*** Opening of Data listing ***

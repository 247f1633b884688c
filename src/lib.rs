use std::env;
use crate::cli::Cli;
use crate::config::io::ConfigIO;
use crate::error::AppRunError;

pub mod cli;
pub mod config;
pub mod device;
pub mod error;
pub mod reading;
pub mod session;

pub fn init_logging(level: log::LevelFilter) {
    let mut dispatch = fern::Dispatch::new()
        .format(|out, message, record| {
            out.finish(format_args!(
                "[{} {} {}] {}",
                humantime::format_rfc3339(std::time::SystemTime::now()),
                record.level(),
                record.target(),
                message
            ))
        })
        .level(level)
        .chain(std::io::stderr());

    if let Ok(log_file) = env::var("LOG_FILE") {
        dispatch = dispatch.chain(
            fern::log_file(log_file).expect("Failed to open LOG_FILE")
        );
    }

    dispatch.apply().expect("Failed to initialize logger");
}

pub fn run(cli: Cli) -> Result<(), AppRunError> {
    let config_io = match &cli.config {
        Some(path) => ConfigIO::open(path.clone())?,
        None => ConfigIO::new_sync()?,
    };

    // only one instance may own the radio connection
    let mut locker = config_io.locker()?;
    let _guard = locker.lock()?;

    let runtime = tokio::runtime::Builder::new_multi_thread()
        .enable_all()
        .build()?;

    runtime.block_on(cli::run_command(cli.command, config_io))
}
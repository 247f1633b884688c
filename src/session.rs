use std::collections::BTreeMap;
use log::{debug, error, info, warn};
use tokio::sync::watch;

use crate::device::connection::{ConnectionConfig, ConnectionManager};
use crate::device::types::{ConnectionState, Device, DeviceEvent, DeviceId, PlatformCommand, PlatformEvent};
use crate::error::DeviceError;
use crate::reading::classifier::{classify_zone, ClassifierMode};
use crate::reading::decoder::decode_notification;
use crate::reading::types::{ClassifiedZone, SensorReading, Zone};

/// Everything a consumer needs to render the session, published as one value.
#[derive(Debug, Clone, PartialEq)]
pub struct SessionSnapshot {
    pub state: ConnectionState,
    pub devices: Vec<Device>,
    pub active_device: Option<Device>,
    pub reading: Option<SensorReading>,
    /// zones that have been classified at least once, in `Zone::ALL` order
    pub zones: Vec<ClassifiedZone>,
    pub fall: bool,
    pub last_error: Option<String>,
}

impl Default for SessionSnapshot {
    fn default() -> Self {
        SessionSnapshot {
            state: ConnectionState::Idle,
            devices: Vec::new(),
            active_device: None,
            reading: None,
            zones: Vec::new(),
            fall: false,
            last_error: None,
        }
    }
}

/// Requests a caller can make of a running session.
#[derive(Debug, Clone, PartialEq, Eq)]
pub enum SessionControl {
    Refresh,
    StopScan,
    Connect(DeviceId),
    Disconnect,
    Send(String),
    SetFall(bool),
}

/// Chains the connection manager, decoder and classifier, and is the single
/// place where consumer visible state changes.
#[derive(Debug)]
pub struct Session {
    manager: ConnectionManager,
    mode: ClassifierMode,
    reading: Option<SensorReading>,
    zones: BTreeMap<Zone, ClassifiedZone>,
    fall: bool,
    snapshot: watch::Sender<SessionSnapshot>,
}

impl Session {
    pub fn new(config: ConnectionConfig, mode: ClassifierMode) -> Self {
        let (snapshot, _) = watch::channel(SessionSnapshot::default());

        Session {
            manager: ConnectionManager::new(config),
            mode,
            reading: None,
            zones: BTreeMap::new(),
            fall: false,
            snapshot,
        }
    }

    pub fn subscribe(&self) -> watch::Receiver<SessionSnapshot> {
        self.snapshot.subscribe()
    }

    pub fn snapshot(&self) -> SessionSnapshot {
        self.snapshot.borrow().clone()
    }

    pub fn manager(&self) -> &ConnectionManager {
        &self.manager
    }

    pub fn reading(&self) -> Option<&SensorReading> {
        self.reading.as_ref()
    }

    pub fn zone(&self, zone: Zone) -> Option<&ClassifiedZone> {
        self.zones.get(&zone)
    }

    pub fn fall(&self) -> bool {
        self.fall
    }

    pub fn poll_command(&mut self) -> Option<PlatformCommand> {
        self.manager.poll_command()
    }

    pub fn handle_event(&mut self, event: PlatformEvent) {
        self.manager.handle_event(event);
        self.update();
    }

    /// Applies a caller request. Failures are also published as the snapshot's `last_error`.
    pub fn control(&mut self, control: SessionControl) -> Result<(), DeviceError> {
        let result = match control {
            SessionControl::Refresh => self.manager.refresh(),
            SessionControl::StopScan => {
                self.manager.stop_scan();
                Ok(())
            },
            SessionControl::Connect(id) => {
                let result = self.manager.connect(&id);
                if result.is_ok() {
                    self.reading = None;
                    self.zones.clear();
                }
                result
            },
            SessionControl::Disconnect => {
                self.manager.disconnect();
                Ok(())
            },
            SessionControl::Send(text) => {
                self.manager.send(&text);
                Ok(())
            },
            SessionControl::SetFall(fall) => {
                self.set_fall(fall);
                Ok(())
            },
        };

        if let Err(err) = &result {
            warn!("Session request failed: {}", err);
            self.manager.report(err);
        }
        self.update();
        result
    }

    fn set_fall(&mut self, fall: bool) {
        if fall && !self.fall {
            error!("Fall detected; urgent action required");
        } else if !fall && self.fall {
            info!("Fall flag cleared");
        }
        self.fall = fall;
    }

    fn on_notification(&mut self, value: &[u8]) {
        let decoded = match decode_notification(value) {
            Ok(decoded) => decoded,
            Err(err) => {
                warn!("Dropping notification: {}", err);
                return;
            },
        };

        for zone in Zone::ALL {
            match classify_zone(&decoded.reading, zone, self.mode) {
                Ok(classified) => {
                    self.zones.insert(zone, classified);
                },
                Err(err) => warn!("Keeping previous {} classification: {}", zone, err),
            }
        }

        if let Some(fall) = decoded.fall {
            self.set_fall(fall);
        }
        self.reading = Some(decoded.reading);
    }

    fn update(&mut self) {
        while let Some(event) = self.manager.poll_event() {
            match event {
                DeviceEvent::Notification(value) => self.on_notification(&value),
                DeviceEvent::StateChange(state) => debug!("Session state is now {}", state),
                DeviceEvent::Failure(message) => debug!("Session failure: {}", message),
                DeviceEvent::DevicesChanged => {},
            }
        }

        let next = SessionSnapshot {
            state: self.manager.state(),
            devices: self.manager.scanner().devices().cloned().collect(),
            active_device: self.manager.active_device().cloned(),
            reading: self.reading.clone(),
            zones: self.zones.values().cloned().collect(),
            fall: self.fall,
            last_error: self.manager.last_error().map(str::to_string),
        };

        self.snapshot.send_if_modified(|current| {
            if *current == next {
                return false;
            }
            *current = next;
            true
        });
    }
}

*** Close of Data listing ***
*** Opening of Data listing ***

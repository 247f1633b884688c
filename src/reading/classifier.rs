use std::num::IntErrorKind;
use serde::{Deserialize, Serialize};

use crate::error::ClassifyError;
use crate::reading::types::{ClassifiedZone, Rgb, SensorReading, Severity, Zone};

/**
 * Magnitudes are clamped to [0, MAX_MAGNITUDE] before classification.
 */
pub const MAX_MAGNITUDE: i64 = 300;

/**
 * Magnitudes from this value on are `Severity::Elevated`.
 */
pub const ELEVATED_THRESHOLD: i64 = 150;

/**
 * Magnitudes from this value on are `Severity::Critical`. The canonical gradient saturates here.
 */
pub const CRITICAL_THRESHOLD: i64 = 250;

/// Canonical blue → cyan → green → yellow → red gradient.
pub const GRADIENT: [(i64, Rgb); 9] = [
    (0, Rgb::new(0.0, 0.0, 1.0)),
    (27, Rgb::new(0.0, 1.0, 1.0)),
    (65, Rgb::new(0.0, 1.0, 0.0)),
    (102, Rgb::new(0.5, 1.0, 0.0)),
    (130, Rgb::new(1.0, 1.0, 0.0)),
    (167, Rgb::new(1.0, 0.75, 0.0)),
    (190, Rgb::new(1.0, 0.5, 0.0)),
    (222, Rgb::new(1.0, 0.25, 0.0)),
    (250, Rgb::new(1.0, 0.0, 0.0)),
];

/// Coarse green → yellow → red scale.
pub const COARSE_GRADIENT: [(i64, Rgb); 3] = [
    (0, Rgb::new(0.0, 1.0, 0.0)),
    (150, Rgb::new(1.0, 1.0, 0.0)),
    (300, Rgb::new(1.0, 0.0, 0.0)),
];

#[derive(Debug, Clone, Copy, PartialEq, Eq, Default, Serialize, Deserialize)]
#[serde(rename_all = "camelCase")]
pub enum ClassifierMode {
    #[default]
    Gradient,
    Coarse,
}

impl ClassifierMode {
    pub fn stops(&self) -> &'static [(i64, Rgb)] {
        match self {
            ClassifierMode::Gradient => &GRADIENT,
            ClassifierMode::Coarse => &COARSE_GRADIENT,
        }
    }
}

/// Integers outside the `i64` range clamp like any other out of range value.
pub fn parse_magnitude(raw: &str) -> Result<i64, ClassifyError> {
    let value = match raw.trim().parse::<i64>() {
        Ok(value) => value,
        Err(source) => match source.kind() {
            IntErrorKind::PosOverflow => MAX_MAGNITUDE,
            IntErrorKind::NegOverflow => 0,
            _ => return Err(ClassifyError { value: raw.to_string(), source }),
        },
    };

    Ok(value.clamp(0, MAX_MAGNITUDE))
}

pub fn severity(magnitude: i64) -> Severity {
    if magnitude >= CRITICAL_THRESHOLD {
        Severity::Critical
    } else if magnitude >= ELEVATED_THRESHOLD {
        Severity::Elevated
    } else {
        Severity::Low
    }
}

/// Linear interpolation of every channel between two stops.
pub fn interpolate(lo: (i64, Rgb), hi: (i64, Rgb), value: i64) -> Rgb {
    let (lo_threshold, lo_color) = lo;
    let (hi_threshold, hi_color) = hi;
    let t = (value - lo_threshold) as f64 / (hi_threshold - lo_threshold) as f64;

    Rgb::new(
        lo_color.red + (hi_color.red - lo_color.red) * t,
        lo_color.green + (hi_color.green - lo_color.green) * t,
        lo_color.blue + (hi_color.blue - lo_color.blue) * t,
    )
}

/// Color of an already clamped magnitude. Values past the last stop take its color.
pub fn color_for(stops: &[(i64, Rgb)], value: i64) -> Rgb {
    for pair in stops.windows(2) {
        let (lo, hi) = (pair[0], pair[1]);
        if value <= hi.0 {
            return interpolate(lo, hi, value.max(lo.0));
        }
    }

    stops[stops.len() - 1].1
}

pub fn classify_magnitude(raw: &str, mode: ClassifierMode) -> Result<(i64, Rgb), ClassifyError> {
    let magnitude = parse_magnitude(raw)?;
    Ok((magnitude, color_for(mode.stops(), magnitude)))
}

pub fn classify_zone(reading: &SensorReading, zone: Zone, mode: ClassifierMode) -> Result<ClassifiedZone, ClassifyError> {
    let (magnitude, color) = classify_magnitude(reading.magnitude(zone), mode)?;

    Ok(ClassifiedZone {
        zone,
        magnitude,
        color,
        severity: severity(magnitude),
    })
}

*** Close of Data listing ***

▸ **Your objective**:
For each line in the data that contains the string "subscribe", give a copy of that line.

▸ **Response area**:
    pub fn subscribe(&self) -> watch::Receiver<SessionSnapshot> {
        self.snapshot.subscribe()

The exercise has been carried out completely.